The driver’s perceptions can be understood considering their level of education, but what about their leaders? This is what the news reports said, “Swabhiman Sanghatna, led by industries minister Narayan Rane’s son Nitesh, which is heading the section of the drivers, is adamant. “The drivers will remain on strike till the company absorbs the terminated drivers without any conditions,” said KK Tiwari, president, taxi-auto wing of the organisation.” Would it be unreasonable to expect the foreign MBA degree holder Nitesh Rane to appreciate the business realities and legal framework?
The radio taxi service is unfortunately not declared as an ‘essential service’ but its importance should not be lost on anybody, much less to the leaders. A responsible leadership must strive to find solutions within the framework of accepted principles. Employing violence to garner public and political support is an age old tactic which the public is tired of. Issuing threats has become a favourite pastime of self styled leaders. It gets tolerated because the Government of Maharashtra is choosing to ignore it, both out of nepotism and timidity. What otherwise explains the fact that miscreants who have damaged dozens of Meru cabs have gone scot free?
Violence is the easiest option to solve a dispute, and the easiest option is often not the right choice. We need leaders, not just educated, but learned and who can resolve differences without transgressing the bounds of law.

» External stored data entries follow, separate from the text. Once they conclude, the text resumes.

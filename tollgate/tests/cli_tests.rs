use anyhow::{Context, Result};
use assert_cmd::prelude::*;
use predicates::prelude::*;
use std::fs;
use std::path::{Path, PathBuf};
use std::process::Command;
use tempfile::TempDir;

/// A throwaway copy of the demo data context, so tests may write into it.
struct TollgateTestEnv {
    _tmp: TempDir,
    root: PathBuf,
}

impl TollgateTestEnv {
    fn new() -> Result<Self> {
        let tmp = tempfile::tempdir()?;
        let fixture = PathBuf::from(env!("CARGO_MANIFEST_DIR"))
            .parent()
            .context("Workspace root not found")?
            .join("demos/sqlite_context");

        let dest = tmp.path().join("sqlite_context");
        Self::copy_dir(&fixture, &dest)?;

        Ok(Self {
            _tmp: tmp,
            root: dest,
        })
    }

    fn copy_dir(src: &Path, dst: &Path) -> std::io::Result<()> {
        let mut options = fs_extra::dir::CopyOptions::new();
        options.content_only = true;

        fs::create_dir_all(dst)?;
        fs_extra::dir::copy(src, dst, &options)
            .map(|_| ())
            .map_err(|e| std::io::Error::other(e.to_string()))
    }

    fn checkpoint(&self, name: &str) -> PathBuf {
        self.root.join("checkpoints").join(format!("{}.yml", name))
    }

    fn tollgate(&self) -> Command {
        let mut cmd = Command::new(assert_cmd::cargo::cargo_bin!("tollgate"));
        cmd.current_dir(&self.root)
            .env_remove("TOLLGATE_CONTEXT_DIR")
            .env_remove("TOLLGATE_CHECKPOINT_DIR")
            .env_remove("TOLLGATE_CONFIG_VARIABLES")
            .env_remove("ometa_service");
        cmd
    }
}

#[test]
fn test_check_accepts_runnable_checkpoint() -> Result<()> {
    let env = TollgateTestEnv::new()?;

    env.tollgate()
        .arg("check")
        .arg(env.checkpoint("sqlite"))
        .assert()
        .success()
        .stdout(predicate::str::contains("Checkpoint: sqlite (1 validation(s), 4 action(s))"))
        .stdout(predicate::str::contains("looks runnable"));

    Ok(())
}

#[test]
fn test_check_rejects_schema_errors() -> Result<()> {
    let env = TollgateTestEnv::new()?;

    env.tollgate()
        .arg("check")
        .arg(env.checkpoint("broken"))
        .assert()
        .failure()
        .stderr(predicate::str::contains("broken.yml"));

    Ok(())
}

#[test]
fn test_check_fails_on_lint_errors() -> Result<()> {
    let env = TollgateTestEnv::new()?;
    let file = env.root.join("no_suite.yml");
    fs::write(
        &file,
        r#"
name: no_suite
class_name: Checkpoint
run_name_template: '%Y-%m-%d'
validations:
  - batch_request:
      datasource_name: my_sqlite_datasource
      data_asset_name: main.users
"#,
    )?;

    env.tollgate()
        .arg("check")
        .arg(&file)
        .assert()
        .failure()
        .stdout(predicate::str::contains("validations[0]"))
        .stderr(predicate::str::contains("is not runnable"));

    Ok(())
}

#[test]
fn test_show_keeps_values_and_order() -> Result<()> {
    let env = TollgateTestEnv::new()?;

    let output = env
        .tollgate()
        .arg("show")
        .arg(env.checkpoint("sqlite"))
        .output()?;
    assert!(output.status.success());

    let stdout = String::from_utf8(output.stdout)?;
    let shown: serde_yaml::Value = serde_yaml::from_str(&stdout)?;
    assert_eq!(shown["name"], serde_yaml::Value::from("sqlite"));
    assert_eq!(
        shown["validations"][0]["batch_request"]["data_connector_query"]["index"],
        serde_yaml::Value::from(-1)
    );
    // show does not resolve config variables
    assert_eq!(
        shown["action_list"][3]["action"]["config_file_path"],
        serde_yaml::Value::from("${ometa_config_dir}")
    );

    let names: Vec<&str> = shown["action_list"]
        .as_sequence()
        .context("action_list is not a sequence")?
        .iter()
        .filter_map(|a| a["name"].as_str())
        .collect();
    assert_eq!(
        names,
        vec![
            "store_validation_result",
            "store_evaluation_params",
            "update_data_docs",
            "ometa_ingestion"
        ]
    );

    Ok(())
}

#[test]
fn test_show_json() -> Result<()> {
    let env = TollgateTestEnv::new()?;

    let output = env
        .tollgate()
        .args(["show", "--format", "json"])
        .arg(env.checkpoint("nightly/orders"))
        .output()?;
    assert!(output.status.success());

    let json: serde_json::Value = serde_json::from_slice(&output.stdout)?;
    assert_eq!(json["name"], "nightly/orders");
    assert_eq!(
        json["validations"][1]["batch_request"]["data_connector_query"]["index"],
        "[-3:]"
    );

    Ok(())
}

#[test]
fn test_list_context_checkpoints() -> Result<()> {
    let env = TollgateTestEnv::new()?;

    env.tollgate()
        .arg("list")
        .assert()
        .success()
        .stdout(predicate::str::contains("nightly/orders"))
        .stdout(predicate::str::contains("sqlite"))
        .stdout(predicate::str::contains("broken"))
        .stdout(predicate::str::contains("1 checkpoint(s) need attention"));

    Ok(())
}

#[test]
fn test_list_without_context_fails() -> Result<()> {
    let tmp = tempfile::tempdir()?;

    Command::new(assert_cmd::cargo::cargo_bin!("tollgate"))
        .env_remove("TOLLGATE_CONTEXT_DIR")
        .args(["list", "--context-dir"])
        .arg(tmp.path())
        .assert()
        .failure()
        .stderr(predicate::str::contains("Failed to load data context"));

    Ok(())
}

#[test]
fn test_plan_resolves_run() -> Result<()> {
    let env = TollgateTestEnv::new()?;

    let output = env
        .tollgate()
        .args(["plan", "nightly/orders", "--run-time", "2024-01-02T03:04:05Z"])
        .output()?;
    assert!(output.status.success());

    let plan: serde_json::Value = serde_json::from_slice(&output.stdout)?;
    assert_eq!(plan["checkpoint"], "nightly/orders");
    assert_eq!(plan["run_name"], "nightly-20240102");
    assert_eq!(plan["run_time"], "2024-01-02T03:04:05Z");

    let validations = plan["validations"]
        .as_array()
        .context("validations is not an array")?;
    assert_eq!(validations.len(), 2);
    assert_eq!(validations[0]["expectation_suite_name"], "orders.warning");
    assert_eq!(validations[1]["expectation_suite_name"], "order_items.critical");
    assert_eq!(
        validations[1]["batch_request"]["datasource_name"],
        "my_sqlite_datasource"
    );

    assert_eq!(plan["actions"][1]["class_name"], "WebhookAction");

    Ok(())
}

fn planned_service(output: &std::process::Output) -> Result<String> {
    let plan: serde_json::Value = serde_json::from_slice(&output.stdout)?;
    let action = &plan["actions"][3];
    assert_eq!(action["name"], "ometa_ingestion");
    action["params"]["database_service_name"]
        .as_str()
        .map(str::to_string)
        .context("database_service_name missing from the plan")
}

#[test]
fn test_plan_resolves_config_variables() -> Result<()> {
    let env = TollgateTestEnv::new()?;

    let output = env.tollgate().args(["plan", "sqlite"]).output()?;
    assert!(output.status.success());
    assert_eq!(planned_service(&output)?, "test_sqlite");

    let plan: serde_json::Value = serde_json::from_slice(&output.stdout)?;
    assert_eq!(plan["actions"][3]["params"]["config_file_path"], "ometa_config");
    assert_eq!(
        plan["validations"][0]["batch_request"]["data_connector_query"]["index"],
        -1
    );

    Ok(())
}

#[test]
fn test_plan_environment_wins_over_variables_file() -> Result<()> {
    let env = TollgateTestEnv::new()?;

    let output = env
        .tollgate()
        .env("ometa_service", "prod_sqlite")
        .args(["plan", "sqlite"])
        .output()?;
    assert!(output.status.success());
    assert_eq!(planned_service(&output)?, "prod_sqlite");

    Ok(())
}

#[test]
fn test_plan_honours_config_variables_override() -> Result<()> {
    let env = TollgateTestEnv::new()?;
    fs::write(
        env.root.join("uncommitted/staging_variables.yml"),
        "ometa_config_dir: ometa_config\nometa_service: staging_sqlite\n",
    )?;

    let output = env
        .tollgate()
        .env("TOLLGATE_CONFIG_VARIABLES", "uncommitted/staging_variables.yml")
        .args(["plan", "sqlite"])
        .output()?;
    assert!(output.status.success());
    assert_eq!(planned_service(&output)?, "staging_sqlite");

    Ok(())
}

#[test]
fn test_plan_unknown_checkpoint() -> Result<()> {
    let env = TollgateTestEnv::new()?;

    env.tollgate()
        .args(["plan", "missing"])
        .assert()
        .failure()
        .stderr(predicate::str::contains("Failed to plan checkpoint 'missing'"));

    Ok(())
}

#[test]
fn test_plan_honours_checkpoint_dir_override() -> Result<()> {
    let env = TollgateTestEnv::new()?;
    fs::create_dir_all(env.root.join("staging"))?;
    fs::write(
        env.root.join("staging/only_here.yml"),
        "name: only_here\nclass_name: Checkpoint\n",
    )?;

    env.tollgate()
        .env("TOLLGATE_CHECKPOINT_DIR", "staging")
        .args(["plan", "only_here", "--run-time", "2024-01-02T03:04:05Z"])
        .assert()
        .success()
        .stdout(predicate::str::contains("\"checkpoint\": \"only_here\""));

    Ok(())
}

#[test]
fn test_set_action_appends_and_writes_output() -> Result<()> {
    let env = TollgateTestEnv::new()?;
    let output = env.root.join("out/nightly_orders.yml");

    env.tollgate()
        .arg("set-action")
        .arg(env.checkpoint("nightly/orders"))
        .args([
            "--name",
            "ometa_ingestion",
            "--class-name",
            "OpenMetadataValidationAction",
            "--module-name",
            "metadata.great_expectations.action",
            "-p",
            "database_service_name=test_sqlite",
            "-p",
            "config_file_path=/etc/ometa",
            "--output",
        ])
        .arg(&output)
        .assert()
        .success()
        .stdout(predicate::str::contains("3 action(s)"));

    let written: serde_yaml::Value = serde_yaml::from_str(&fs::read_to_string(&output)?)?;
    let last = &written["action_list"][2];
    assert_eq!(last["name"], serde_yaml::Value::from("ometa_ingestion"));
    assert_eq!(
        last["action"]["config_file_path"],
        serde_yaml::Value::from("/etc/ometa")
    );

    // the input is left alone when --output is given
    let original = fs::read_to_string(env.checkpoint("nightly/orders"))?;
    assert!(!original.contains("ometa_ingestion"));

    Ok(())
}

#[test]
fn test_set_action_replaces_in_place() -> Result<()> {
    let env = TollgateTestEnv::new()?;
    let file = env.checkpoint("sqlite");

    env.tollgate()
        .arg("set-action")
        .arg(&file)
        .args([
            "--name",
            "update_data_docs",
            "--class-name",
            "UpdateDataDocsAction",
            "--param",
            "site_names=all",
        ])
        .assert()
        .success()
        .stdout(predicate::str::contains("4 action(s)"));

    let written: serde_yaml::Value = serde_yaml::from_str(&fs::read_to_string(&file)?)?;
    assert_eq!(
        written["action_list"][2]["action"]["site_names"],
        serde_yaml::Value::from("all")
    );

    Ok(())
}

#[test]
fn test_set_action_rejects_bad_param() -> Result<()> {
    let env = TollgateTestEnv::new()?;

    env.tollgate()
        .arg("set-action")
        .arg(env.checkpoint("sqlite"))
        .args(["--name", "x", "--class-name", "Y", "-p", "novalue"])
        .assert()
        .failure()
        .stderr(predicate::str::contains("expected key=value"));

    Ok(())
}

Encouraging a positive work ethos is the need of the hour; the society will pay a heavy price for ignoring it.
Very true… I totally agree with view point expressed in Article. Its kind of hand-twisting tactic resorted by politically backed so called Labour Leader (I doubt whether they are fitting in any labour Law as 'Workmen').
God may bless Governance of IR Machinery…
Sir, very rightly shared by you of an instance of industry which has risen at fast paced over last 5 years.Firstly, Meru is just the tip of iceberg of disputes in this domain.Secondly external customer focus at the cost of internal customer focus is not a right business approach, a trade off is reqd.Thirdly overlooking these IR concerns may be a cost hit to Meru in terms of psychology costs,hiring costs, non availability etc which may dent its good image formed as of now
Really cool. Meru Cabs sent me a free travel voucher and a box of chocolates, as they could not take my cab booking during the 3 day strike in October.